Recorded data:
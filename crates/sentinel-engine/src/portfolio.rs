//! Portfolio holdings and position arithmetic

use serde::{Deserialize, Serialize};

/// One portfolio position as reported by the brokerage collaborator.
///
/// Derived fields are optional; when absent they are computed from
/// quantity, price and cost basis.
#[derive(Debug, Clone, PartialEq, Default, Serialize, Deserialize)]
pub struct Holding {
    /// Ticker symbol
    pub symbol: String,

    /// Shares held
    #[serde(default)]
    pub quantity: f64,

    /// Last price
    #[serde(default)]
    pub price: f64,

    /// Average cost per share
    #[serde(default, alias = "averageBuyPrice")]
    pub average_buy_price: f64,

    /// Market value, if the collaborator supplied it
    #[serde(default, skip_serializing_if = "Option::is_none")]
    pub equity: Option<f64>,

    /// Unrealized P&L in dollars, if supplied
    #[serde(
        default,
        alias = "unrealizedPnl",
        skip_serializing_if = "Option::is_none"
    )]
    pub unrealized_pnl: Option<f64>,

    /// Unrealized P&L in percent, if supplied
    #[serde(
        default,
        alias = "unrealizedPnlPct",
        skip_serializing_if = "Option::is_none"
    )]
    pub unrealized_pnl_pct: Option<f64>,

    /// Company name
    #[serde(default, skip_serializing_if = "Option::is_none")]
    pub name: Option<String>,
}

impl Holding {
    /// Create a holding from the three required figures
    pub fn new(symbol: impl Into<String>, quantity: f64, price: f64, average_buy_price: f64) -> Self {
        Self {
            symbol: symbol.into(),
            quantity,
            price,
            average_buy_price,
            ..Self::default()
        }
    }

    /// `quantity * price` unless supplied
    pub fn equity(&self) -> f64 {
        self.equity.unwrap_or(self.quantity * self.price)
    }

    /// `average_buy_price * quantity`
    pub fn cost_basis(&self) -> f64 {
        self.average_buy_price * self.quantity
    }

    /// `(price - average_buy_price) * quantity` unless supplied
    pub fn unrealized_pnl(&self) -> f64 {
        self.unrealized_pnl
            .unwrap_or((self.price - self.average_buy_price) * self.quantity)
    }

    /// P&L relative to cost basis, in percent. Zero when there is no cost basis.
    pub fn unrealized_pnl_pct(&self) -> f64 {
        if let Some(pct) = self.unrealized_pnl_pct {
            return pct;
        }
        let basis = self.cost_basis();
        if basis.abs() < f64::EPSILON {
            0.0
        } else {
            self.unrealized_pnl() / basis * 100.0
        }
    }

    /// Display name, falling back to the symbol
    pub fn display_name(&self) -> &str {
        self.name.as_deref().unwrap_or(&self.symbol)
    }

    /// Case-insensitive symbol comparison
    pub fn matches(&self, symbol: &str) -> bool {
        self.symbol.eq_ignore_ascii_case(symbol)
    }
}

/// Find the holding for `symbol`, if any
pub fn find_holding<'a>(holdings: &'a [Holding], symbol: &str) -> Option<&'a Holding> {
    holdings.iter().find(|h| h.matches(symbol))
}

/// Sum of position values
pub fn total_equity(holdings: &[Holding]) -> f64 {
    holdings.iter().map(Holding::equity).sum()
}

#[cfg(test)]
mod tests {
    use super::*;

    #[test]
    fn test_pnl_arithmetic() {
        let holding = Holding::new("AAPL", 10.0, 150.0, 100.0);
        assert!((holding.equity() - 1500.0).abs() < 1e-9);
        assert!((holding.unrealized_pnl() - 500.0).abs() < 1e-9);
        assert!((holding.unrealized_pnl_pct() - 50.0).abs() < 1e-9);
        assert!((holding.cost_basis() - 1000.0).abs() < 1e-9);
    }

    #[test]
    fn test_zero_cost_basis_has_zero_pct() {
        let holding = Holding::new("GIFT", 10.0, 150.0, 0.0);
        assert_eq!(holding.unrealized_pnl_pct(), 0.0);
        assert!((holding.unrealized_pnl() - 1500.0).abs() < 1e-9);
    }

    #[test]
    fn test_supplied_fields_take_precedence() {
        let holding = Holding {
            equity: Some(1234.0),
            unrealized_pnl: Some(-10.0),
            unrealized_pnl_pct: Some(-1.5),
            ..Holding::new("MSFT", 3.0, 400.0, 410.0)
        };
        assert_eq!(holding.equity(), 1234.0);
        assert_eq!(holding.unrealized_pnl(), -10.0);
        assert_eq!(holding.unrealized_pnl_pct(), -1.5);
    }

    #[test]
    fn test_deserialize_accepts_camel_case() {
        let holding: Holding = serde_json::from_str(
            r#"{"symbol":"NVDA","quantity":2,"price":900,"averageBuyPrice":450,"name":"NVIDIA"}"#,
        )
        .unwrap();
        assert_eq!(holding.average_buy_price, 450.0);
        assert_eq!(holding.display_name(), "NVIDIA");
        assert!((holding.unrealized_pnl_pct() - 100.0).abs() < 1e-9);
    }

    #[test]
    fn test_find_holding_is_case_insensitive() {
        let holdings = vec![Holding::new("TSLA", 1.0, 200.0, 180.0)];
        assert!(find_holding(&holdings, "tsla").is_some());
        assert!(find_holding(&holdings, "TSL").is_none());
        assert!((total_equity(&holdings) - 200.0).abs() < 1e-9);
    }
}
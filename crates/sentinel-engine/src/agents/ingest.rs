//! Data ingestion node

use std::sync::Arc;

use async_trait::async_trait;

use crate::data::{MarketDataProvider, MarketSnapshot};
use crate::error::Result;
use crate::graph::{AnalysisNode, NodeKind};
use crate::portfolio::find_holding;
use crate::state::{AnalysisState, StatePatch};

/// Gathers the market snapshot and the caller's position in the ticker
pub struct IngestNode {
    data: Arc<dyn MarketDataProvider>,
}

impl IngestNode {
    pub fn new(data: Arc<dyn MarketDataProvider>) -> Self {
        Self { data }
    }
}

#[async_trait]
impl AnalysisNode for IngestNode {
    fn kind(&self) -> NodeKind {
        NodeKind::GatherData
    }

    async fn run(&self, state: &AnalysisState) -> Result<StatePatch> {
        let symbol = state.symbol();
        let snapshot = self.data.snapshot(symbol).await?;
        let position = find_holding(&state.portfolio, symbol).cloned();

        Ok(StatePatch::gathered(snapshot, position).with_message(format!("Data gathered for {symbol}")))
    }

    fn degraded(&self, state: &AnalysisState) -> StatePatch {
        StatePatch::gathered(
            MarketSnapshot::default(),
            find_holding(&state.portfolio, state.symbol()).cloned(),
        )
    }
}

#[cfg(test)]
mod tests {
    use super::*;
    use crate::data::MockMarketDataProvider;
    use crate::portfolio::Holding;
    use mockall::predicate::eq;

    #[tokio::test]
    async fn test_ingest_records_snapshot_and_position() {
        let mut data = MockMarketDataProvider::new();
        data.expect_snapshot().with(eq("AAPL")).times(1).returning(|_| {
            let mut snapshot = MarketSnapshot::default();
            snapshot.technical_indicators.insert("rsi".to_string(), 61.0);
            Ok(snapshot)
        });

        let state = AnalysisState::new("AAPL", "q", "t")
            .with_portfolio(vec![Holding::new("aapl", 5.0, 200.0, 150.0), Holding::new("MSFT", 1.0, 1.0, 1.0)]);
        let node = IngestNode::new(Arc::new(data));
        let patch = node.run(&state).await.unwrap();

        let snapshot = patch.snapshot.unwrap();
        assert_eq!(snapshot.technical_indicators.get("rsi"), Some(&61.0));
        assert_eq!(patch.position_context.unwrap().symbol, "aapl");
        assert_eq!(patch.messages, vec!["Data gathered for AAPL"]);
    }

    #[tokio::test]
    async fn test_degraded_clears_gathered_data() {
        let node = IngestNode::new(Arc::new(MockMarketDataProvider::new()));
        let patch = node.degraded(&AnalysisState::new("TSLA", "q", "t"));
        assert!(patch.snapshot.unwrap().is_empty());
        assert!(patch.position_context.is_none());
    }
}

Instructions for the task:
With "cloned" as the string to find, copy every line of the records that holds it.

Exercise answer:
        let position = find_holding(&state.portfolio, symbol).cloned();
            find_holding(&state.portfolio, state.symbol()).cloned(),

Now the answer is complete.